While facial recognition technologies are becoming increasingly controversial, it is always worth paying homage to innovation in this field and the real-world applications, when deployed responsibly.

Jamie Davies

August 14, 2019

2 Min Read
Amazon has managed to bottle fear, but recognition debate remains

While facial recognition technologies are becoming increasingly controversial, it is always worth paying homage to innovation in this field and the real-world applications, when deployed responsibly.

We suspect people aren’t necessarily objecting to the concept of facial recognition technologies, but more to the application and lack of public consultation. You only have to look at some of world’s less appetizing governments to see the negative implications to privacy and human rights, but there are of course some significant benefits should it be applied in an ethically sound and transparent manner.

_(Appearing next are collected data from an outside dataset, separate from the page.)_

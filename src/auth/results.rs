//! Authentication result types
//!
//! Defines result structures returned by credential store operations.

/// Result of a successful registration
#[derive(Debug, Clone, PartialEq, Eq)]
pub struct RegistrationResult {
    pub username: String,
}

/// Result of a successful verification
#[derive(Debug, Clone, PartialEq, Eq)]
pub struct VerificationResult {
    pub username: String,
}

Over in the AWS labs, engineers have managed to do something quite remarkable; they have managed to bottle the concept of fear and teach its AI programmes to recognise it.

“Amazon Rekognition provides a comprehensive set of face detection, analysis, and recognition features for image and video analysis,” the company stated on its blog. “Today, we are launching accuracy and functionality improvements to our face analysis features.

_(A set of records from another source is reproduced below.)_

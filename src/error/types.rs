//! Error types
//!
//! Defines the error taxonomy of the credential store and the aggregate
//! error surfaced by the request adapter.

use thiserror::Error;

/// Registration failures
#[derive(Debug, Clone, PartialEq, Eq, Error)]
pub enum RegisterError {
    /// Username or password missing or empty
    #[error("Missing username or password")]
    InvalidInput,

    /// An account with this username already exists
    #[error("Username already exists: {0}")]
    DuplicateIdentifier(String),
}

/// Verification failures
///
/// Unknown usernames and wrong passwords are deliberately reported the same way.
#[derive(Debug, Clone, PartialEq, Eq, Error)]
pub enum VerifyError {
    #[error("Invalid credentials")]
    InvalidCredentials,
}

/// General service error that encompasses all error types
#[derive(Debug, Error)]
pub enum ServiceError {
    #[error("Registration error: {0}")]
    Register(#[from] RegisterError),

    #[error("Verification error: {0}")]
    Verify(#[from] VerifyError),

    /// The inbound payload could not be decoded at all
    #[error("Malformed payload: {0}")]
    MalformedPayload(#[from] serde_json::Error),

    #[error("Configuration error: {0}")]
    Config(#[from] config::ConfigError),
}

impl ServiceError {
    /// Client-facing message for this error.
    ///
    /// Never includes the offending username or any decoder detail.
    pub fn message(&self) -> &'static str {
        match self {
            ServiceError::Register(RegisterError::InvalidInput) => "Missing username or password",
            ServiceError::Register(RegisterError::DuplicateIdentifier(_)) => {
                "Username already exists"
            }
            ServiceError::Verify(VerifyError::InvalidCredentials) => "Invalid credentials",
            ServiceError::MalformedPayload(_) => "Malformed request payload",
            ServiceError::Config(_) => "Internal server error",
        }
    }
}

“With this release, we have further improved the accuracy of gender identification. In addition, we have improved accuracy for emotion detection (for all 7 emotions: Happy, Sad, Angry, Surprised, Disgusted, Calm and Confused) and added a new emotion: Fear.”

When applied correctly, these technologies have an incredibly power to help society. You only have to think about some of the atrocities which have plagued major cities, but also the on-going problems. Human eyes can only see so much, with police and security forces often relying on reports from the general public. With cameras able to recognise emotions such as fear, crimes could be identified while they are taking process, allowing speedier reactions from the relevant parties.

However, there are of course significant risks with the application of this technology. We have seen in China such programmes are being used to track certain individuals and races, while certain forces and agencies in the US are constantly rumoured to be considering the implementation of AI for facial recognition, profiling and tracking of individuals. Some of these projects are incredibly worrying, and a violation of privacy rights granted to the general public.

This is where governments are betraying the promise they have made to the general public. Rules and regulations have not been written for such technologies, therefore the agencies and forces involved are acting in a monstrously large grey area. There of course need to be rules in place to govern surveillance practices, but a public conversation should be considered imperative.

Any time the right to privacy is being compromised, irrelevant as to whether there are noble goals in mind, the public should be consulted. The voters should choose whether they are happy to sacrifice certain privacy rights and freedoms in the pursuit of safety. This is what transparency means and this is exactly what has been disregarded to date.